Thirlwall Castle is a 12th-century castle in Northumberland, England, on the bank of the River Tipalt close to the village of Greenhead and approximately 20 mi west of Hexham. It was built in the 12th century, and later strengthened using stones from nearby Hadrian's Wall, but began to fall into disrepair in the 17th century. The site is protected by Grade I listed building and Scheduled Ancient Monument status.

==Meaning of name "Thirlwall"==
"Thirlwall" combines Middle English Thirl, contracted with wall; in context, reference and proximity to Roman-built Hadrian's Wall from which Thirlwall Castle was materially built. Thirl [as verb] means "perforated-" or [as noun] "bored-wall", from the Old English þyrel, þyrl, "a hole made through anything, an aperture, orifice" and weall, "wall". As used and described in an Atlantic Monthly article, it is referenced as "a small passage built into a wall to allow sheep but not cattle to pass through ... a thirl, or a thawl". In Greek, the word Thura "θύρα thýra, [pronounced] thoo'-rah; apparently a primary word (compare "door"); a portal or entrance (the opening or the closure, literally or figuratively): "door, gate". The middle English noun thirl likewise references a portal; a through passage, gate or door [thura] through which lambs enter in. The Gospel of John (King James Version), tenth chapter conveys this same meaning: "Then said Jesus unto them again, Verily, verily, I say unto you, I am the door [thura] of the sheep. I am the door [thura]: by me if any man enter in, he shall be saved, and shall go in and out, and find pasture." (John 10:7;9). Thirl, corresponding identically in meaning to Greek thura, conjoined with wall then forms Thirlwall, having reference to the Roman-built Hadrian's Wall between Northeast England and Scotland in Northumbria.

==History==
The home of the Thirlwall family, the castle was fortified in about 1330 by John Thirlwall. In a survey of 1542 it was reported as in the ownership of Robert Thirlwall and in a 'measurable good' state of repair.

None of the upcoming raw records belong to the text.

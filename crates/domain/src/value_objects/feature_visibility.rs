//! Visibility policy for optional map features

use serde::{Deserialize, Serialize};

/// Whether a feature (control, title, subtitle) is shown
#[derive(Debug, Clone, Copy, PartialEq, Eq, Hash, Default, Serialize, Deserialize)]
#[serde(rename_all = "lowercase")]
pub enum FeatureVisibility {
    /// Shown or hidden depending on context, e.g. zoom level or interaction
    #[default]
    Adaptive,
    /// Never shown
    Hidden,
    /// Always shown
    Visible,
}

impl FeatureVisibility {
    /// Whether the feature may be shown at all
    #[must_use]
    pub const fn may_show(&self) -> bool {
        !matches!(self, Self::Hidden)
    }
}

#[cfg(test)]
mod tests {
    use super::*;

    #[test]
    fn hidden_never_shows() {
        assert!(!FeatureVisibility::Hidden.may_show());
        assert!(FeatureVisibility::Adaptive.may_show());
        assert!(FeatureVisibility::Visible.may_show());
    }

    #[test]
    fn serializes_lowercase() {
        assert_eq!(
            serde_json::to_string(&FeatureVisibility::Adaptive).unwrap(),
            "\"adaptive\""
        );
    }
}
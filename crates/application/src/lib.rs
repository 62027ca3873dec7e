//! Application layer - Query objects and orchestration
//!
//! Contains the geocoder, search and directions query objects, the request
//! registry that tracks their lifecycle, the mapping session, and the port
//! definitions implemented by infrastructure adapters.

pub mod error;
pub mod ports;
pub mod services;

pub use error::ApplicationError;
pub use ports::*;
pub use services::*;
//! The vocabulary types and traits of the crate.

pub mod bit_integer;
pub mod bit_range;

pub use bit_integer::BitInteger;
pub use bit_range::BitRange;

pub use crate::utils::OutOfRangeError;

Sir Percival Thirlwall of Thirlwall Castle was killed at the Battle of Bosworth whilst fighting in the Yorkist cause on 22 August 1485. He was Richard III's standard-bearer in the final charge at Bosworth. He held up the standard even after his legs had been cut from under him.

==Post medieval==
Eleanor Thirwall, the last of the Thirlwall family line, abandoned the castle as a residence and the estate passed to the Swinburne family by her 1738 marriage to Matthew Swinburne of Capheaton Hall. Swinburne sold the estate to the Earl of Carlisle for £4000 in 1748.

Thereafter the castle fell into decay. In 1832 and again in 1982 there were serious collapses of masonry.

In 1999 the Northumberland National Park Authority took over the management of the castle, protecting it from further dereliction. It is open to the public without charge.